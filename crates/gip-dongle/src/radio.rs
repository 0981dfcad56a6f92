//! Radio MAC seam.
//!
//! The actual MediaTek radio (channel scan, register pokes, firmware
//! upload) lives outside this core; the dongle engine only needs the
//! operations below.

use crate::error::DongleError;
use crate::mac::MacAddr;

/// Dongle LED modes exposed through the external LED surface.
pub mod led {
    pub const OFF: u8 = 0;
    pub const ON: u8 = 1;
    pub const BLINK: u8 = 2;
}

/// Everything the dongle engine asks of the radio.
pub trait RadioMac: Send + Sync + 'static {
    /// Bind a WCID to an associated client address.
    fn associate(&self, wcid: u8, address: MacAddr) -> Result<(), DongleError>;

    /// Release a WCID binding.
    fn disassociate(&self, wcid: u8) -> Result<(), DongleError>;

    /// Install a pairing client address after a pair request.
    fn pair_client(&self, address: MacAddr) -> Result<(), DongleError>;

    /// Start or stop accepting pairing beacons.
    fn set_pairing(&self, enabled: bool) -> Result<(), DongleError>;

    /// Install the per-client link encryption key.
    fn install_key(&self, wcid: u8, key: [u8; 16]) -> Result<(), DongleError>;

    /// Drive the dongle LED.
    fn set_led(&self, mode: u8);

    /// Hold a runtime-wake reference while clients are active.
    fn wake_acquire(&self);
    fn wake_release(&self);

    /// The dongle's own MAC address (source/BSSID on outbound frames).
    fn address(&self) -> MacAddr;

    /// Queue a prepared transfer on the TX bulk endpoint.
    fn send(&self, frame: &[u8]) -> Result<(), DongleError>;
}
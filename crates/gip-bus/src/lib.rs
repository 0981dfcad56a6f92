//! gip-bus — the GIP client bus: framing engine, client lifecycle,
//! driver matching, authentication, and audio plumbing behind a single
//! transport seam.

mod adapter;
mod audio;
pub mod auth;
mod chunk;
mod client;
mod driver;
mod error;
mod transport;

pub use adapter::Adapter;
pub use audio::AudioRing;
pub use chunk::ChunkBuffer;
pub use client::{Client, Lifecycle};
pub use driver::{Bus, ClientRef, Driver};
pub use error::BusError;
pub use transport::{BufferKind, Transport, TransportError, TxBuffer};
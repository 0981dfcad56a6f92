//! Typed payloads for the internal GIP commands.
//!
//! Fixed-layout payloads built by the host (acknowledgements, rumble,
//! LED) are zerocopy structs with compile-time size guards; payloads
//! parsed off the wire use explicit byte cursors, since devices routinely
//! append vendor padding that a reinterpret-cast would trip over.

use static_assertions::assert_eq_size;
use zerocopy::byteorder::{LittleEndian, U16};
use zerocopy::{AsBytes, FromBytes, FromZeroes};

// ── Power ─────────────────────────────────────────────────────────────────────

/// Power mode carried by the one-byte Power payload.
#[derive(Debug, Clone, Copy, PartialEq, Eq)]
#[repr(u8)]
pub enum PowerMode {
    On = 0x00,
    Sleep = 0x01,
    Off = 0x04,
    Reset = 0x07,
}

impl PowerMode {
    pub fn from_u8(value: u8) -> Option<Self> {
        match value {
            0x00 => Some(Self::On),
            0x01 => Some(Self::Sleep),
            0x04 => Some(Self::Off),
            0x07 => Some(Self::Reset),
            _ => None,
        }
    }
}

// ── Announce ──────────────────────────────────────────────────────────────────

/// Four-part version number used for firmware and hardware revisions.
#[derive(Debug, Clone, Copy, Default, PartialEq, Eq)]
pub struct Version {
    pub major: u16,
    pub minor: u16,
    pub build: u16,
    pub revision: u16,
}

/// Parsed Announce payload — the first packet a client sends.
#[derive(Debug, Clone, PartialEq, Eq)]
pub struct Announce {
    pub address: [u8; 6],
    pub vendor: u16,
    pub product: u16,
    pub firmware: Version,
    pub hardware: Version,
}

impl Announce {
    pub const WIRE_LEN: usize = 28;

    pub fn parse(payload: &[u8]) -> Result<Self, MessageError> {
        let mut r = Reader::new(payload, "announce");
        let mut address = [0u8; 6];
        r.bytes(&mut address)?;
        r.skip(2)?; // reserved
        let vendor = r.u16_le()?;
        let product = r.u16_le()?;
        let firmware = r.version()?;
        let hardware = r.version()?;
        Ok(Self {
            address,
            vendor,
            product,
            firmware,
            hardware,
        })
    }
}

// ── Status ────────────────────────────────────────────────────────────────────

const STATUS_CONNECTED: u8 = 0x80;

#[derive(Debug, Clone, Copy, PartialEq, Eq)]
pub enum BatteryType {
    None,
    Standard,
    Rechargeable,
    Unknown,
}

#[derive(Debug, Clone, Copy, PartialEq, Eq)]
pub enum BatteryLevel {
    Low,
    Normal,
    High,
    Full,
}

/// Power-supply status derived from the battery type.
#[derive(Debug, Clone, Copy, PartialEq, Eq)]
pub enum ChargeStatus {
    NotCharging,
    Discharging,
}

/// Decoded battery fields of a Status payload.
#[derive(Debug, Clone, Copy, PartialEq, Eq)]
pub struct BatteryStatus {
    pub kind: BatteryType,
    pub level: BatteryLevel,
}

impl BatteryStatus {
    /// Battery type in bits 2..3, level in bits 0..1.
    pub fn from_status_byte(status: u8) -> Self {
        let kind = match (status >> 2) & 3 {
            0 => BatteryType::None,
            1 => BatteryType::Standard,
            2 => BatteryType::Rechargeable,
            _ => BatteryType::Unknown,
        };
        let level = match status & 3 {
            0 => BatteryLevel::Low,
            1 => BatteryLevel::Normal,
            2 => BatteryLevel::High,
            _ => BatteryLevel::Full,
        };
        Self { kind, level }
    }

    pub fn charge_status(&self) -> ChargeStatus {
        match self.kind {
            BatteryType::None => ChargeStatus::NotCharging,
            _ => ChargeStatus::Discharging,
        }
    }
}

/// Parsed Status payload. Devices pad this with vendor bytes; only the
/// first byte carries meaning.
#[derive(Debug, Clone, Copy, PartialEq, Eq)]
pub struct Status {
    pub connected: bool,
    pub battery: BatteryStatus,
}

impl Status {
    pub fn parse(payload: &[u8]) -> Result<Self, MessageError> {
        let status = *payload.first().ok_or(MessageError::Truncated {
            what: "status",
            need: 1,
            have: 0,
        })?;
        Ok(Self {
            connected: status & STATUS_CONNECTED != 0,
            battery: BatteryStatus::from_status_byte(status),
        })
    }

    /// Status byte for the given fields. Used by hosts emulating a device
    /// in tests and by the dongle's synthesized disconnect beacons.
    pub fn to_status_byte(connected: bool, battery: BatteryStatus) -> u8 {
        let kind = match battery.kind {
            BatteryType::None => 0,
            BatteryType::Standard => 1,
            BatteryType::Rechargeable => 2,
            BatteryType::Unknown => 3,
        };
        let level = match battery.level {
            BatteryLevel::Low => 0,
            BatteryLevel::Normal => 1,
            BatteryLevel::High => 2,
            BatteryLevel::Full => 3,
        };
        (if connected { STATUS_CONNECTED } else { 0 }) | (kind << 2) | level
    }
}

// ── Virtual keys ──────────────────────────────────────────────────────────────

/// The guide (Xbox) button arrives as a virtual key.
pub const VIRTUAL_KEY_GUIDE: u8 = 0x01;

#[derive(Debug, Clone, Copy, PartialEq, Eq)]
pub struct VirtualKey {
    pub key: u8,
    pub pressed: bool,
}

impl VirtualKey {
    pub fn parse(payload: &[u8]) -> Result<Self, MessageError> {
        if payload.len() < 2 {
            return Err(MessageError::Truncated {
                what: "virtual key",
                need: 2,
                have: payload.len(),
            });
        }
        Ok(Self {
            key: payload[0],
            pressed: payload[1] != 0,
        })
    }
}

// ── Audio control ─────────────────────────────────────────────────────────────

/// AudioControl subcommand bytes.
pub mod audio_ctl {
    /// Format proposal / counter-proposal.
    pub const FORMAT: u8 = 0x01;
    /// Format proposal for chat headsets.
    pub const FORMAT_CHAT: u8 = 0x02;
    /// Volume report; doubles as format acceptance.
    pub const VOLUME: u8 = 0x05;
}

/// Parsed AudioControl payload.
#[derive(Debug, Clone, Copy, PartialEq, Eq)]
pub enum AudioControl {
    Format { inbound: u8, outbound: u8 },
    FormatChat { inbound: u8, outbound: u8 },
    Volume { inbound: u8, outbound: u8 },
    Unknown { subcommand: u8 },
}

impl AudioControl {
    pub fn parse(payload: &[u8]) -> Result<Self, MessageError> {
        let sub = *payload.first().ok_or(MessageError::Truncated {
            what: "audio control",
            need: 1,
            have: 0,
        })?;
        let pair = |what| -> Result<(u8, u8), MessageError> {
            if payload.len() < 3 {
                return Err(MessageError::Truncated {
                    what,
                    need: 3,
                    have: payload.len(),
                });
            }
            Ok((payload[1], payload[2]))
        };
        Ok(match sub {
            audio_ctl::FORMAT => {
                let (inbound, outbound) = pair("audio format")?;
                Self::Format { inbound, outbound }
            }
            audio_ctl::FORMAT_CHAT => {
                let (inbound, outbound) = pair("audio chat format")?;
                Self::FormatChat { inbound, outbound }
            }
            audio_ctl::VOLUME => {
                let (inbound, outbound) = pair("audio volume")?;
                Self::Volume { inbound, outbound }
            }
            subcommand => Self::Unknown { subcommand },
        })
    }

    pub fn build(&self) -> Vec<u8> {
        match *self {
            Self::Format { inbound, outbound } => vec![audio_ctl::FORMAT, inbound, outbound],
            Self::FormatChat { inbound, outbound } => {
                vec![audio_ctl::FORMAT_CHAT, inbound, outbound]
            }
            Self::Volume { inbound, outbound } => {
                // Trailing pair is the mute flags, always clear from the host.
                vec![audio_ctl::VOLUME, inbound, outbound, 0x00, 0x00]
            }
            Self::Unknown { subcommand } => vec![subcommand],
        }
    }
}

// ── Host-built fixed payloads ─────────────────────────────────────────────────

/// Acknowledgement payload. Echoes the acknowledged command and reports
/// running byte totals for chunked transfers.
#[derive(Debug, Clone, AsBytes, FromBytes, FromZeroes)]
#[repr(C, packed)]
pub struct AckPayload {
    pub reserved: u8,
    /// Command byte of the packet being acknowledged.
    pub command: u8,
    /// Options byte of the acknowledgement context (internal flag plus
    /// the client id nibble).
    pub options: u8,
    /// Bytes received so far, this packet included.
    pub received: U16<LittleEndian>,
    pub padding: [u8; 2],
    /// Bytes still outstanding in the declared chunk total.
    pub remaining: U16<LittleEndian>,
}

assert_eq_size!(AckPayload, [u8; 9]);

/// LED payload: reserved byte, mode (0..9), brightness.
#[derive(Debug, Clone, AsBytes, FromBytes, FromZeroes)]
#[repr(C, packed)]
pub struct LedPayload {
    pub reserved: u8,
    pub mode: u8,
    pub brightness: u8,
}

assert_eq_size!(LedPayload, [u8; 3]);

/// Rumble payload: motor select plus four magnitudes and a pulse pattern.
#[derive(Debug, Clone, AsBytes, FromBytes, FromZeroes)]
#[repr(C, packed)]
pub struct RumblePayload {
    pub motors: u8,
    pub trigger_left: u8,
    pub trigger_right: u8,
    pub left: u8,
    pub right: u8,
    pub duration: u8,
    pub delay: u8,
    pub repeat: u8,
}

assert_eq_size!(RumblePayload, [u8; 8]);

/// All rumble motors selected.
pub const RUMBLE_MOTORS_ALL: u8 = 0x0f;

// ── Cursor ────────────────────────────────────────────────────────────────────

struct Reader<'a> {
    buf: &'a [u8],
    pos: usize,
    what: &'static str,
}

impl<'a> Reader<'a> {
    fn new(buf: &'a [u8], what: &'static str) -> Self {
        Self { buf, pos: 0, what }
    }

    fn take(&mut self, n: usize) -> Result<&'a [u8], MessageError> {
        let end = self.pos + n;
        if end > self.buf.len() {
            return Err(MessageError::Truncated {
                what: self.what,
                need: end,
                have: self.buf.len(),
            });
        }
        let slice = &self.buf[self.pos..end];
        self.pos = end;
        Ok(slice)
    }

    fn bytes(&mut self, out: &mut [u8]) -> Result<(), MessageError> {
        let slice = self.take(out.len())?;
        out.copy_from_slice(slice);
        Ok(())
    }

    fn skip(&mut self, n: usize) -> Result<(), MessageError> {
        self.take(n).map(|_| ())
    }

    fn u16_le(&mut self) -> Result<u16, MessageError> {
        let slice = self.take(2)?;
        Ok(u16::from_le_bytes([slice[0], slice[1]]))
    }

    fn version(&mut self) -> Result<Version, MessageError> {
        Ok(Version {
            major: self.u16_le()?,
            minor: self.u16_le()?,
            build: self.u16_le()?,
            revision: self.u16_le()?,
        })
    }
}

// ── Errors ────────────────────────────────────────────────────────────────────

#[derive(Debug, Clone, PartialEq, Eq, thiserror::Error)]
pub enum MessageError {
    #[error("{what} payload too short ({have} of {need} bytes)")]
    Truncated {
        what: &'static str,
        need: usize,
        have: usize,
    },
}

// ── Tests ─────────────────────────────────────────────────────────────────────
++++
● **TASK BRIEF**:
Check each line of the records above for the string "Rechargeable", and report every line that has it.

● **EXERCISE SOLUTION**:
    Rechargeable,
            2 => BatteryType::Rechargeable,
            BatteryType::Rechargeable => 2,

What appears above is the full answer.